Figure 13-5: Dual Rail Switch Design: GPU with Dual-Port NIC.

# Cross-Rail Communication over NVLink in Rail-Only Topologies

In the introduced single- and dual-rail topologies (Figures 13-4 and 13-5), each GPU is connected to a dedicated NIC, and each NIC connects to a specific Rail switch. However, there is no direct cross-rail connection between the switches themselves — no additional spine layer interconnecting the rails. As a result, if a GPU needs to send data to a destination GPU that belongs to a different rail, special handling is required within the host before the data can exit over the network.

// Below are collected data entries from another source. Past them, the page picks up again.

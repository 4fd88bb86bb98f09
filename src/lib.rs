//! # Hookline - build-notification webhooks for CI configurations
//!
//! Hookline rewrites CI pipeline definitions in place so builds report
//! their lifecycle (started / success / unstable / failure) to a webhook
//! endpoint, without disturbing unrelated formatting or semantics.
//!
//! The heart of the crate is the [`jenkinsfile`] module: a structural
//! editor for Jenkins pipeline definitions. A Jenkinsfile is Groovy, so
//! the edit points have to be found by scanning code structure with a
//! lexer that tracks string and comment state; both supported dialects
//! (declarative `pipeline { ... }` and scripted `node { ... }`) are
//! handled, and re-running on an edited file is a no-op.
//!
//! The YAML-based CI systems (Travis, CircleCI) are covered by the
//! [`webhook`] module through a structured merge of their notification
//! sections.
//!
//! ## Quick start
//!
//! ```
//! use hookline::jenkinsfile::add_notifications;
//!
//! let jenkinsfile = "node {\n    checkout scm\n    sh 'make'\n}\n";
//! let url = "https://hooks.example.com/ci/jenkins/teams/T123";
//!
//! let edited = add_notifications(jenkinsfile, url).unwrap();
//! assert!(edited.contains("notifyBuild(\"STARTED\", \"STARTED\")"));
//!
//! // a second run returns the text unchanged
//! assert_eq!(add_notifications(&edited, url).unwrap(), edited);
//! ```
//!
//! ## License
//!
//! Licensed under either of
//! - Apache License, Version 2.0
//! - MIT license
//!
//! at your option.

#![warn(missing_docs)]
#![warn(clippy::all)]
#![warn(clippy::pedantic)]
#![cfg_attr(test, allow(clippy::unwrap_used))]

pub mod infrastructure;
pub mod jenkinsfile;
pub mod webhook;

// Prelude module for common imports
pub mod prelude;

// Re-export commonly used types
pub use infrastructure::Config;
pub use jenkinsfile::{
    add_notifications, add_notifications_with, detect_syntax, find_checkout, has_checkout,
    inject_declarative, inject_scripted, is_already_configured, CheckoutCall, JenkinsfileError,
    NotifyConfig, ScriptedOutcome, Syntax,
};
pub use webhook::{
    construct_webhook_url, editor_for, BuildSystem, CircleWebhook, JenkinsWebhook, TravisWebhook,
    Webhook, WebhookError,
};

/// Version of the hookline crate.
pub const VERSION: &str = env!("CARGO_PKG_VERSION");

For example, consider a memory copy operation where GPU-2 (connected to Rail 3) on Host-1 needs to send data to GPU-3 (connected to Rail 4) on Host-2. Since GPU-2's NIC is associated with Rail 3 and GPU-3 expects data arriving over Rail 4, the communication path must traverse multiple stages:

- 1. Intra-Host Transfer: The data is first copied locally over NVLink from GPU-2 to GPU-3 within Host-1. NVLink provides a high-bandwidth, low-latency connection between GPUs inside the same server.
- 2. NIC Transmission: Once the data resides in GPU-3's memory, it can be sent out through GPU-3's NIC, which connects to Rail 4.
- 3. Inter-Host Transfer: The packet travels over Rail 4 through one of the Rail switches to reach Host-2.
- 4. Destination Reception: Finally, the data is delivered to GPU-3 on Host-2.

This method ensures that each network link (and corresponding NIC) is used according to its assigned rail without needing direct switch-to-switch rail interconnects.

To coordinate and optimize such multi-step communication, NVIDIA Collective Communications Library (NCCL) plays a critical role. NCCL automatically handles GPU-to-GPU communication across multiple nodes and rails, selecting the appropriate path, initiating memory copies over NVLink, and scheduling transmissions over the correct NICs — all while maximizing bandwidth and minimizing latency. The upcoming chapter will explore NCCL in greater detail.

Figure 13-6 illustrates how the upcoming topology in Figure 13-7 maps NIC-to-Rail connections, transitioning from a switch interface-based view to a rail-based view. Figure 13-6 shows a

partial interface layout of a Cisco Nexus 9348D-GX2A switch and how its interfaces are grouped into different rails as follows:

- Rail-1 Interfaces: 1, 4, 7, 10
- Rail-2 Interfaces: 13, 16, 19, 22
- Rail-3 Interfaces: 25, 28, 31, 34
- Rail-4 Interfaces: 37, 40, 43, 46
- Rail-5 Interfaces: 2, 5, 8, 11
- Rail-6 Interfaces: 14, 17, 20, 23
- Rail-7 Interfaces: 26, 29, 32, 35
- Rail-8 Interfaces: 38, 41, 44, 47

However, a port-based layout becomes extremely messy when describing larger implementations. Therefore, the common practice is to reference the rail number instead of individual switch interface identifiers.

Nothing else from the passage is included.